---------- Records to use ----------
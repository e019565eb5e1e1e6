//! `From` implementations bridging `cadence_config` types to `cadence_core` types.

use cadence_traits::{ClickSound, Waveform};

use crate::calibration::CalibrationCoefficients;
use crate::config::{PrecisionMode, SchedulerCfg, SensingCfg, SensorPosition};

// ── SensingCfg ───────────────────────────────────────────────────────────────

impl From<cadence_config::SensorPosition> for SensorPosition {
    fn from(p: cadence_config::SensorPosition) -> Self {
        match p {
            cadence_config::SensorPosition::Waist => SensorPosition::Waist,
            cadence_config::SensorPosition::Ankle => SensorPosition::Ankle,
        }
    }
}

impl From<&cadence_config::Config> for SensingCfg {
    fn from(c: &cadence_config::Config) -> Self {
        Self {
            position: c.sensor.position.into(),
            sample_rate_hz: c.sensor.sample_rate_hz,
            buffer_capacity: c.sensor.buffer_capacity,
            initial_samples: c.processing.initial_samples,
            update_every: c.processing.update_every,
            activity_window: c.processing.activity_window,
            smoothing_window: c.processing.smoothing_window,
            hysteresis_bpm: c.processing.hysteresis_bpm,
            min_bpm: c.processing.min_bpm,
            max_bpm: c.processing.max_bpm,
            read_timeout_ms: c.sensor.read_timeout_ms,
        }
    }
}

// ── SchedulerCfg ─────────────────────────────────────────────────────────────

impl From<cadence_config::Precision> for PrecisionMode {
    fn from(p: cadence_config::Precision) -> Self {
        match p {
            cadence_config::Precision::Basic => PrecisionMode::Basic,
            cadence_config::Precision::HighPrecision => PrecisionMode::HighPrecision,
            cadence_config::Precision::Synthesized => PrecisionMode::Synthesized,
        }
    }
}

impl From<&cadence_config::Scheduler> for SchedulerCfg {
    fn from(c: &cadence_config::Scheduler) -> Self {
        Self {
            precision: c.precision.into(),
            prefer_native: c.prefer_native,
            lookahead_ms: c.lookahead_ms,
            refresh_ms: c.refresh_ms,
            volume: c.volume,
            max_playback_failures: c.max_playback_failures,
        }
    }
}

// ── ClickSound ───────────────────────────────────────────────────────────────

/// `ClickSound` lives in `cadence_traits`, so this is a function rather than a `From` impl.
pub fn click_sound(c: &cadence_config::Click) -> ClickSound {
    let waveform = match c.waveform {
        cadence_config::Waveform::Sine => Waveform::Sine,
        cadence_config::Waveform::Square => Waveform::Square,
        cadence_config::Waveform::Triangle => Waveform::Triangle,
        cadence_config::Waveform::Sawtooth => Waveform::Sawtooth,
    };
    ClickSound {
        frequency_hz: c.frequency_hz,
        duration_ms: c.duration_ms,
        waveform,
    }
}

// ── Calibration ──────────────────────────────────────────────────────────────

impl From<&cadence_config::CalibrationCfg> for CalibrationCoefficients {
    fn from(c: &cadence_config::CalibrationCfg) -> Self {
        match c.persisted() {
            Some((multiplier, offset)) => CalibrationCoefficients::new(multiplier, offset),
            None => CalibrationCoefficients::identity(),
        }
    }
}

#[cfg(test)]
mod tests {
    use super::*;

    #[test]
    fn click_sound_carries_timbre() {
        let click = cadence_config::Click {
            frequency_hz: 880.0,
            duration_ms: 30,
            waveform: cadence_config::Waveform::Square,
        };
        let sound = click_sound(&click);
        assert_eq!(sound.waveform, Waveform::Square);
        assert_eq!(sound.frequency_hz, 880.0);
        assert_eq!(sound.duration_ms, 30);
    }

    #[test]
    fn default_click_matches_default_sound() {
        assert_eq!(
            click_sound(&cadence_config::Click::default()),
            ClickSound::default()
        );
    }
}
----------
---------- Records to use ----------
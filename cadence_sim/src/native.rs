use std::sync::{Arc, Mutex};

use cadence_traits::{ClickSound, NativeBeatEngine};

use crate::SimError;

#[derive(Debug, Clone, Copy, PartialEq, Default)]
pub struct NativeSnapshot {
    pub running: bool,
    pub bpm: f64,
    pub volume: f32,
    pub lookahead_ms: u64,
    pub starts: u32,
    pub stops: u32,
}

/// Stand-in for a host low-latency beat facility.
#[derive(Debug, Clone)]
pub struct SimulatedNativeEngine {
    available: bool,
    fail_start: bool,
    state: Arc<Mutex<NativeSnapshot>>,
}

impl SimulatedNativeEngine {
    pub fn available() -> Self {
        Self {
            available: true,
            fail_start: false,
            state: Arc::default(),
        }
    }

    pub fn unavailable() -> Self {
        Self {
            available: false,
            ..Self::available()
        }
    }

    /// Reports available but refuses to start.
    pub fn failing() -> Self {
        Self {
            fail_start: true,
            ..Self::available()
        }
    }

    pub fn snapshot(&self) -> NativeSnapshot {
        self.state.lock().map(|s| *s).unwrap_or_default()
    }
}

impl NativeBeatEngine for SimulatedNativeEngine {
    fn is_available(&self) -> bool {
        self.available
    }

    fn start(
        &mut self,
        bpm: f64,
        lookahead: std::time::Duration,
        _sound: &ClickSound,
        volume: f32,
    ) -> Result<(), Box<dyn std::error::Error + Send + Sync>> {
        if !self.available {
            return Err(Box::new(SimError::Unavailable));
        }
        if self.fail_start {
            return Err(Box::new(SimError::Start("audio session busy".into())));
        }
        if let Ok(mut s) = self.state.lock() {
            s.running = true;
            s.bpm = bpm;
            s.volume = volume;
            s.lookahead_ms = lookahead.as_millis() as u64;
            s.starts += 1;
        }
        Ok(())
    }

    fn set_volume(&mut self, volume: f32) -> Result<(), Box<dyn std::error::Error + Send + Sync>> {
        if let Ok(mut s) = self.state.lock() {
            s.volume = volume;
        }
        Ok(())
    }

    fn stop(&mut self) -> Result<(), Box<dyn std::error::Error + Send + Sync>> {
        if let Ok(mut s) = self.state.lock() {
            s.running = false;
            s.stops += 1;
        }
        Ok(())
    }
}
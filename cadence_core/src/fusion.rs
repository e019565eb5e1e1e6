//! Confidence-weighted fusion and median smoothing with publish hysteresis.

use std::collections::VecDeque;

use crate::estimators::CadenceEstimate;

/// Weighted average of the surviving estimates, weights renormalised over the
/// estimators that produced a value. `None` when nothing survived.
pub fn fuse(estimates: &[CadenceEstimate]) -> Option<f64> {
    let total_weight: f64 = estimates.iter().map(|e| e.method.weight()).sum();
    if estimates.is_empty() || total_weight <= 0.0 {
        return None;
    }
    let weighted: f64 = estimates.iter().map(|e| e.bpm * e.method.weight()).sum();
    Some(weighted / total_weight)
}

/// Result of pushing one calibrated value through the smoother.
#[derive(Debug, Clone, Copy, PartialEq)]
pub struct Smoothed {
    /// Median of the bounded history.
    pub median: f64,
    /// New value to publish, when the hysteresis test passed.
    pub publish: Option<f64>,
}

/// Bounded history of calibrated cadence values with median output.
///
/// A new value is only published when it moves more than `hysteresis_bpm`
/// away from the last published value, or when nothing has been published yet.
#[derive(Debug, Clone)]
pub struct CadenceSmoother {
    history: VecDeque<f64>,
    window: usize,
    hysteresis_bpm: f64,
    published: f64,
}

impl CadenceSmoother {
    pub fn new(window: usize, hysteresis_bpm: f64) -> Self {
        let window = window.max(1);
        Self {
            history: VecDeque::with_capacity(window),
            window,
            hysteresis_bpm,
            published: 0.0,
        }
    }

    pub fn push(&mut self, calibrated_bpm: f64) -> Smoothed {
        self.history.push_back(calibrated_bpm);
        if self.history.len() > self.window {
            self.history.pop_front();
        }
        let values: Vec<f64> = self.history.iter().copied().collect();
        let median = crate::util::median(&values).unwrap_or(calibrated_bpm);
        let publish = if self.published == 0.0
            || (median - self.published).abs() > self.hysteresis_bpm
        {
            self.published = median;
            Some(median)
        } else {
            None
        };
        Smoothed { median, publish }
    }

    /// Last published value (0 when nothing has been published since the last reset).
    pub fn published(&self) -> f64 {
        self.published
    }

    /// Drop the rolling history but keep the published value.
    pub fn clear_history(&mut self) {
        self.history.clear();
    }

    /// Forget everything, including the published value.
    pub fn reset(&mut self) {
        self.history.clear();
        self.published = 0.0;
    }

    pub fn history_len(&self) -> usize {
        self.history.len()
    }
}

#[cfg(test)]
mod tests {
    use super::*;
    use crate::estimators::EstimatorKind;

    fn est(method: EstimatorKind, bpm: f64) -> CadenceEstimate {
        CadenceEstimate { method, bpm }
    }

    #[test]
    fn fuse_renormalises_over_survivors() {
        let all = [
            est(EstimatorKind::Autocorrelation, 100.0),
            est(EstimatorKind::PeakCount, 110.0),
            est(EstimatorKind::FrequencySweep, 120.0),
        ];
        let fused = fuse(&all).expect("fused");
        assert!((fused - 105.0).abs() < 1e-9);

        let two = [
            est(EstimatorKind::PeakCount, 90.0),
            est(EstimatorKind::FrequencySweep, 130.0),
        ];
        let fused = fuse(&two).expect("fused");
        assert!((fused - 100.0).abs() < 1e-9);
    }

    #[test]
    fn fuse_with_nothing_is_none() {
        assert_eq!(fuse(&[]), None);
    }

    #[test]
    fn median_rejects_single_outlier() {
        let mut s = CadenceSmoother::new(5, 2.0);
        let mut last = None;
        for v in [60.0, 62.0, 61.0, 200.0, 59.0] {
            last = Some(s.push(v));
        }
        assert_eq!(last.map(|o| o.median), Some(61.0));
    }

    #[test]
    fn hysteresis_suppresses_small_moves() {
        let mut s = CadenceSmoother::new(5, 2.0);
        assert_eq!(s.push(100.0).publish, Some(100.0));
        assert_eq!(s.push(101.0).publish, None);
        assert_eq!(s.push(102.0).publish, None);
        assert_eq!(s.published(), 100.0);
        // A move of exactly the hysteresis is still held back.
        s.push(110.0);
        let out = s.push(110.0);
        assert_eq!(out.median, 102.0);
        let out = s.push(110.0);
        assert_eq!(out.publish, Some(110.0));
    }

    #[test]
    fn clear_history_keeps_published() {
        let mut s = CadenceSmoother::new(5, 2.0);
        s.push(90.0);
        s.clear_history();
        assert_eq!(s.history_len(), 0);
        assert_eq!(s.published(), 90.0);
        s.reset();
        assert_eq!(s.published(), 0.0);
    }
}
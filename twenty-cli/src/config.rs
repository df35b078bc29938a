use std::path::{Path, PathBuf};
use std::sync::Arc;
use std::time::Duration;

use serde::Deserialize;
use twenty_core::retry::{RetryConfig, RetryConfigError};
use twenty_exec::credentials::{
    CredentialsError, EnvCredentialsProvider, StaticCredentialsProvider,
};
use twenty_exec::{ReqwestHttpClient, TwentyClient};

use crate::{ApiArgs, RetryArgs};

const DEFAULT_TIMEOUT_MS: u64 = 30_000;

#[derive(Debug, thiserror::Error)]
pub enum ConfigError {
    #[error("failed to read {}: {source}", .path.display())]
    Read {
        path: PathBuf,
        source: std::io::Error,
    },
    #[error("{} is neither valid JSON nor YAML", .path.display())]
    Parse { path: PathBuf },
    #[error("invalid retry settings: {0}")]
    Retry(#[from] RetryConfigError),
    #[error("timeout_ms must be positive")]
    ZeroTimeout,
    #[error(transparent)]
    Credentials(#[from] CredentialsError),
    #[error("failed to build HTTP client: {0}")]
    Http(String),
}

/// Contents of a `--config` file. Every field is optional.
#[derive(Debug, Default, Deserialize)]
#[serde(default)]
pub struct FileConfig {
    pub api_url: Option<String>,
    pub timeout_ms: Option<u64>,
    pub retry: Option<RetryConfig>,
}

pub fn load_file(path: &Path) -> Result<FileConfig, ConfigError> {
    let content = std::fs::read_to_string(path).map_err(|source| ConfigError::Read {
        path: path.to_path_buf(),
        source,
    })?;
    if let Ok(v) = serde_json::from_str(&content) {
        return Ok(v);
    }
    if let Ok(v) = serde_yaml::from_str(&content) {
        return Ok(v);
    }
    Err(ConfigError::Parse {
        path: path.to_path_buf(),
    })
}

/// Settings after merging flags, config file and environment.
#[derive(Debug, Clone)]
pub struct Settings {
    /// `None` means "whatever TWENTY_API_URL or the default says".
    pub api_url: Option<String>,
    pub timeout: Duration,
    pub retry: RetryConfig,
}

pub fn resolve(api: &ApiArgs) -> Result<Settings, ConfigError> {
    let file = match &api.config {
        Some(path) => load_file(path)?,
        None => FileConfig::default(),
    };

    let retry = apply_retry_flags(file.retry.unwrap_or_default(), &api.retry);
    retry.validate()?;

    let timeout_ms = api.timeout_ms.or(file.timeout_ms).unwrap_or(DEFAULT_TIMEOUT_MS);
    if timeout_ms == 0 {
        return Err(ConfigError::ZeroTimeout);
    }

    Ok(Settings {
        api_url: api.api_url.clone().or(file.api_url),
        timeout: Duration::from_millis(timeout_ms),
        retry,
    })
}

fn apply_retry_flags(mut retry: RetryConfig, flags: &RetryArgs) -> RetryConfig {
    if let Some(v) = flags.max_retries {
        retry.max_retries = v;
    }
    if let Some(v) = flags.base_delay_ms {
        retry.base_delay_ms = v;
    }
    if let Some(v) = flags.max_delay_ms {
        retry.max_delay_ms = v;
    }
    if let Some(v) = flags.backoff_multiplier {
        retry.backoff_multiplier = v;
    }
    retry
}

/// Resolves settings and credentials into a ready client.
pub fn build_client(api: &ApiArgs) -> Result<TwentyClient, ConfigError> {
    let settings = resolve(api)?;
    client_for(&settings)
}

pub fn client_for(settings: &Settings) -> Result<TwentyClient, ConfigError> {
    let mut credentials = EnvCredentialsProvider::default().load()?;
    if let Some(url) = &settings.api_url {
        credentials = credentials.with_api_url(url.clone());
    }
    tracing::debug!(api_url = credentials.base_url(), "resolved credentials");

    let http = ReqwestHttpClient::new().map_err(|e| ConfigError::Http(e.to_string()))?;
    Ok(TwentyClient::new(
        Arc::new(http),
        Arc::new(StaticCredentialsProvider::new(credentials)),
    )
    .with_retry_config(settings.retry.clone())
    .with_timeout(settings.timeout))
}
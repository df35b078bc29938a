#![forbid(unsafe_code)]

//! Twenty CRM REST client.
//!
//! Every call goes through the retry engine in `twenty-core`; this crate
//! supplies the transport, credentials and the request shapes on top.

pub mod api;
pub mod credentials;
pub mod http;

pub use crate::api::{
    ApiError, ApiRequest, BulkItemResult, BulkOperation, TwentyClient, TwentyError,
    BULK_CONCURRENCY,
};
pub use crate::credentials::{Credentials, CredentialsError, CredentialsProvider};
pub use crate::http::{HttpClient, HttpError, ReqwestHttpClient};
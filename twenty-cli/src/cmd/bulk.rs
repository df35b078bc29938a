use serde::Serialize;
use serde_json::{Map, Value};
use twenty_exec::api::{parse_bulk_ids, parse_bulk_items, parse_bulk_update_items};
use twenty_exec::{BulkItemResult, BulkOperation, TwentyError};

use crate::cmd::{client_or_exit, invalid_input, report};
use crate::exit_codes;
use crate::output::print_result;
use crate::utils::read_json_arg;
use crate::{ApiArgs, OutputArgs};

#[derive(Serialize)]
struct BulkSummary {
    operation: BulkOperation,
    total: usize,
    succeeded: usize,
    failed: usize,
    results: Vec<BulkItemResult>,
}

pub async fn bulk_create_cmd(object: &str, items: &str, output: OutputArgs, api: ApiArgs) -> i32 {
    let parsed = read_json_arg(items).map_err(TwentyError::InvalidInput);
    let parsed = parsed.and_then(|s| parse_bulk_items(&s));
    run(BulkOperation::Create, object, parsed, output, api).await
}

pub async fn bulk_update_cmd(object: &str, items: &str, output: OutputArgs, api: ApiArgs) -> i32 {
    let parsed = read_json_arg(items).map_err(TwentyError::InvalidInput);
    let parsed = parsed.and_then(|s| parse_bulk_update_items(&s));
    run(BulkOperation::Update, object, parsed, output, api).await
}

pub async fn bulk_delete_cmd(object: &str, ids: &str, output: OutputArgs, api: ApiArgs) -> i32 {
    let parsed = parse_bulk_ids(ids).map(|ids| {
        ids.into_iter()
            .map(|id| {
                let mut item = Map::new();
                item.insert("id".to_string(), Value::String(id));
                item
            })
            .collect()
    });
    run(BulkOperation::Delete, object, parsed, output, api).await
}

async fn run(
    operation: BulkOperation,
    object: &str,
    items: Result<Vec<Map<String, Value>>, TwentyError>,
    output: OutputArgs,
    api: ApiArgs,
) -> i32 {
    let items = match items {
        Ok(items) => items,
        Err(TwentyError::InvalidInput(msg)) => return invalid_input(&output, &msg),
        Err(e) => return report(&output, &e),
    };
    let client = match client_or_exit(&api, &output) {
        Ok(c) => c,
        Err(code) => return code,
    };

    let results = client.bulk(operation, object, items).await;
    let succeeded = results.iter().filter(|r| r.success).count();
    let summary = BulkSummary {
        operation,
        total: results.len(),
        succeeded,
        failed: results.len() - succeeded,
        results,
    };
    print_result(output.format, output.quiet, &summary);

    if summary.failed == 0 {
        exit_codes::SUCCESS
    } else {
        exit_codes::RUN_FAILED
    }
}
----------
---------- Records to use ----------
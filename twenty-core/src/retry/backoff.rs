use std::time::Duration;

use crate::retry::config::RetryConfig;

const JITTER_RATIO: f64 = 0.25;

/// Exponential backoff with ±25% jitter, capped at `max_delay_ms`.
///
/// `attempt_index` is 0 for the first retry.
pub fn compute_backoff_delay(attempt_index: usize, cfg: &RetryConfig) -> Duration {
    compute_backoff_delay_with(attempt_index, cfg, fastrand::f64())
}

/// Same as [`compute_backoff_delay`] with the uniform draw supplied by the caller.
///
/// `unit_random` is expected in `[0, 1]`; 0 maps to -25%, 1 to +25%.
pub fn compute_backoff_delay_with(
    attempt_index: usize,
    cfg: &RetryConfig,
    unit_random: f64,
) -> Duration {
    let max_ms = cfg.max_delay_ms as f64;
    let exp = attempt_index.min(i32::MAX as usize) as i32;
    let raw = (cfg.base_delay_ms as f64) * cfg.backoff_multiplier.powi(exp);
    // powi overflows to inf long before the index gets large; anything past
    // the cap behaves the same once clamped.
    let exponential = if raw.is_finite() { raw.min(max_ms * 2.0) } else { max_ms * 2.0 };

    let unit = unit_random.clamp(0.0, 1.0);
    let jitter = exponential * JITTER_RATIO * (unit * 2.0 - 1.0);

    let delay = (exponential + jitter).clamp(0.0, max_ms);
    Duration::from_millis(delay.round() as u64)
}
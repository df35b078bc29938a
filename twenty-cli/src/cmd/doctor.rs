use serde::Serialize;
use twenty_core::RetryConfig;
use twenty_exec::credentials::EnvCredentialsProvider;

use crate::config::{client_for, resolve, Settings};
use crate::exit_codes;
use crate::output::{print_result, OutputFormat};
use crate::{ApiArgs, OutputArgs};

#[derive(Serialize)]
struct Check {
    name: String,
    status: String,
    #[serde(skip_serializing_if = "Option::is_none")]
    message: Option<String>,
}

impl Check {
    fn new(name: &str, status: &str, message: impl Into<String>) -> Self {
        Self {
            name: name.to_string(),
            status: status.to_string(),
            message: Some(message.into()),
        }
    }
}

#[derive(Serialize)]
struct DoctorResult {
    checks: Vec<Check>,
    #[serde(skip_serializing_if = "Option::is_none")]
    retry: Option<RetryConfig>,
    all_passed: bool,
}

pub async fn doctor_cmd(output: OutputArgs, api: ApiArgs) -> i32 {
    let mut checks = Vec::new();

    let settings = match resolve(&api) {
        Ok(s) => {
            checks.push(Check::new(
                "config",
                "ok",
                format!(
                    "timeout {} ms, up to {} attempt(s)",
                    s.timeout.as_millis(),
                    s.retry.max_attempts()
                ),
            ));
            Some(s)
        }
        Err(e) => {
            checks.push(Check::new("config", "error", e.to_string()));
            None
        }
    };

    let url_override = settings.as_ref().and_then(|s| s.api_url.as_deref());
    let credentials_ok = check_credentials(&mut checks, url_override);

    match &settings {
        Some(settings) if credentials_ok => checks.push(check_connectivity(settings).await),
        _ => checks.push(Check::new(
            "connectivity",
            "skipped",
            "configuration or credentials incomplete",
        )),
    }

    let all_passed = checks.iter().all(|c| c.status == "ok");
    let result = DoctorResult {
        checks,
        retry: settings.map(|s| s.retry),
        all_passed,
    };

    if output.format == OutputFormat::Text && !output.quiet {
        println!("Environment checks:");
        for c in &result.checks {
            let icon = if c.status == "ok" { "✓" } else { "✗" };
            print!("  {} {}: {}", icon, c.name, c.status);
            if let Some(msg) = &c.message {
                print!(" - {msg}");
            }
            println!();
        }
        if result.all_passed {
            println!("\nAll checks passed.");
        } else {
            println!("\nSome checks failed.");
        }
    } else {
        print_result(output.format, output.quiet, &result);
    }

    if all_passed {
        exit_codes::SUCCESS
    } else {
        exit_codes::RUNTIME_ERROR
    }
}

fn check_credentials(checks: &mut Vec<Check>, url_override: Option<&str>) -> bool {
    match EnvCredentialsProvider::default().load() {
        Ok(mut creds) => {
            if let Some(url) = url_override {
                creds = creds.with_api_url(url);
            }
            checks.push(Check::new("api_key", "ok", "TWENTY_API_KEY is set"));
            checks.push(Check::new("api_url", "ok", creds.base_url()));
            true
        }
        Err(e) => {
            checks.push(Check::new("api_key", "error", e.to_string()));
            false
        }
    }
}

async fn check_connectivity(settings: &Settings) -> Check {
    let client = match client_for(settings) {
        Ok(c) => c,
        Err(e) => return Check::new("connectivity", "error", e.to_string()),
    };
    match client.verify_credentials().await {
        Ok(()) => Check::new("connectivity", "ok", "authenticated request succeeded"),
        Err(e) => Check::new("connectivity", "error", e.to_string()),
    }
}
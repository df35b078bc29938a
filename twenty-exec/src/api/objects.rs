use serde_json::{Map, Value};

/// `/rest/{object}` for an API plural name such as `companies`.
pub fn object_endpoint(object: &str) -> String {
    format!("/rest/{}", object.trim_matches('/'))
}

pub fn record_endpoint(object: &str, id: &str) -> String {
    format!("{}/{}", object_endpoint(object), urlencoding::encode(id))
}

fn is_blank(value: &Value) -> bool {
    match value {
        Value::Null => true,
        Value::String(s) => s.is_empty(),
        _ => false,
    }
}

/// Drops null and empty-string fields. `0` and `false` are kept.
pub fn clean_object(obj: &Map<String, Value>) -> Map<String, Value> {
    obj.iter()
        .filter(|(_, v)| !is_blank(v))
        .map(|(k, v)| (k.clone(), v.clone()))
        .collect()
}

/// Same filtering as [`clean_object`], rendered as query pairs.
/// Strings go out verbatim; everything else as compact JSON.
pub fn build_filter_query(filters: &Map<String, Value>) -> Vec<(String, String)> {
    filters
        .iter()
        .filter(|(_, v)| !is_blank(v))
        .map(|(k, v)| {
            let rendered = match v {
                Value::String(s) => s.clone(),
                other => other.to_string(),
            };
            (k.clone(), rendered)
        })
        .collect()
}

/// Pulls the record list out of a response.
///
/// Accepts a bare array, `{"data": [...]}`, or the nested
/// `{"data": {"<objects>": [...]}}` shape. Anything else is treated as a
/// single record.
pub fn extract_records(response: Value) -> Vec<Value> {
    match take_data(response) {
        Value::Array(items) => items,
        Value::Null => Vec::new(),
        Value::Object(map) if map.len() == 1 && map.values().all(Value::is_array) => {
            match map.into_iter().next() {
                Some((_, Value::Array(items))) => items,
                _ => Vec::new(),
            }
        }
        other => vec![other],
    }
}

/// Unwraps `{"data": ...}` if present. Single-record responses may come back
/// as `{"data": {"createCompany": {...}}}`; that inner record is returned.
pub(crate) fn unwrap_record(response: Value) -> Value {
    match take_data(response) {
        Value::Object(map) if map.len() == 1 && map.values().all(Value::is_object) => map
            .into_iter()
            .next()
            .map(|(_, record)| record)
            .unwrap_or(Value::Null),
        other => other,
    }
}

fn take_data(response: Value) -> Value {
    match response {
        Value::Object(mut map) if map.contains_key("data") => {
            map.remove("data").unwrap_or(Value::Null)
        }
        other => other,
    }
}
----------
**Description of the task**
Among the lines of the listing above, count those that contain "StaticCredentialsProvider" and give only the count.

**Expected output**
2